» DESCRIPTION OF THE TASK
Where does the word "BookingRequest" occur in the entries below? Copy every line that has it.

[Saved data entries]

::::::::

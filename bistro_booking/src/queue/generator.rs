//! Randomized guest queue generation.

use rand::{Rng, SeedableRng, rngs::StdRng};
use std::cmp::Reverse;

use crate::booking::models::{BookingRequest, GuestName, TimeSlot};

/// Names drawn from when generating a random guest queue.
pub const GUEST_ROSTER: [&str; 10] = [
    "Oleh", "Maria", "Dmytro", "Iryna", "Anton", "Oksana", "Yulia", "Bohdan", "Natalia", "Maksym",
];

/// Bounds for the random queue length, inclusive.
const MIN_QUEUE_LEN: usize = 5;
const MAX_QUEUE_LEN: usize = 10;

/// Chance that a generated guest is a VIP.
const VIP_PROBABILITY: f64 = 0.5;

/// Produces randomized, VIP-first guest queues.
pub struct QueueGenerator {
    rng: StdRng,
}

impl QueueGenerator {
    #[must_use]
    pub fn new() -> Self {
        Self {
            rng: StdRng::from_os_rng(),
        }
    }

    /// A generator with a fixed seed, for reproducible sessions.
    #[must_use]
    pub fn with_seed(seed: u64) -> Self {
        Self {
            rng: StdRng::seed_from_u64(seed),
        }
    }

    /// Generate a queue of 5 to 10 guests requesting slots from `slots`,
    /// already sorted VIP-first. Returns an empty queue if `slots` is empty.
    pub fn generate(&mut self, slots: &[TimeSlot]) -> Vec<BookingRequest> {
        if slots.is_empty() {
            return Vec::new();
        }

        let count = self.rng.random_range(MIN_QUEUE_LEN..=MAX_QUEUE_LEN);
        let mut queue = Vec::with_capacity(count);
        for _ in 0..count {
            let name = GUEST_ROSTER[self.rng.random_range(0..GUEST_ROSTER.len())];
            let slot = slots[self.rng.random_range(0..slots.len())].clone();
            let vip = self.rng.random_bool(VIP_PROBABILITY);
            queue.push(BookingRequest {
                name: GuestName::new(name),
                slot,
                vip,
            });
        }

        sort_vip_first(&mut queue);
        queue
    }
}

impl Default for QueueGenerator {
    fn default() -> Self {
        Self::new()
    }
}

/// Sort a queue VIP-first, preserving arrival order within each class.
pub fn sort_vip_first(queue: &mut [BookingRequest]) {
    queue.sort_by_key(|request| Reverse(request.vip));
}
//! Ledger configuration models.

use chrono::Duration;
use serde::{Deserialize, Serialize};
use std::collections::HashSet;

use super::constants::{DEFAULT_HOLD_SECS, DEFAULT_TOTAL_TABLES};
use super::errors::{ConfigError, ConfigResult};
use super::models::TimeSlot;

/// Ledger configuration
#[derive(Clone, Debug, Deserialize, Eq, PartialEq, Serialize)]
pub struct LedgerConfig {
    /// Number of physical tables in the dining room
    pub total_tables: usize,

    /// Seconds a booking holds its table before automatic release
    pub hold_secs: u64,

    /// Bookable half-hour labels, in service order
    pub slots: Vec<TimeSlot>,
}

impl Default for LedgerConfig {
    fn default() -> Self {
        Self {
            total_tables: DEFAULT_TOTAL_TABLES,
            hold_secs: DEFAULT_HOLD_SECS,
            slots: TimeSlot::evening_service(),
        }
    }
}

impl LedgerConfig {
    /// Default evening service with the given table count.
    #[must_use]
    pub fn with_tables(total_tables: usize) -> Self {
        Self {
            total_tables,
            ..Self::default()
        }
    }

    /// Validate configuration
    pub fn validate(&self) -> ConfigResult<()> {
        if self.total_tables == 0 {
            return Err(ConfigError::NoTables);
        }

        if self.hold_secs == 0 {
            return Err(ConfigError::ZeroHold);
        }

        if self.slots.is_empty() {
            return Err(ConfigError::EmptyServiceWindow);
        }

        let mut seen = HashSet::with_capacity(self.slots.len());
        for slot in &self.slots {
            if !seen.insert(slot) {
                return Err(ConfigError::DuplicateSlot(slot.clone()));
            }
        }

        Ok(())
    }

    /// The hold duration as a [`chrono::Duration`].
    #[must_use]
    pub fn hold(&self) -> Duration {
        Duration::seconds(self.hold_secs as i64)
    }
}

::::::::

» TASK ANSWER
use crate::booking::models::{BookingRequest, GuestName, TimeSlot};
    pub fn generate(&mut self, slots: &[TimeSlot]) -> Vec<BookingRequest> {
            queue.push(BookingRequest {
pub fn sort_vip_first(queue: &mut [BookingRequest]) {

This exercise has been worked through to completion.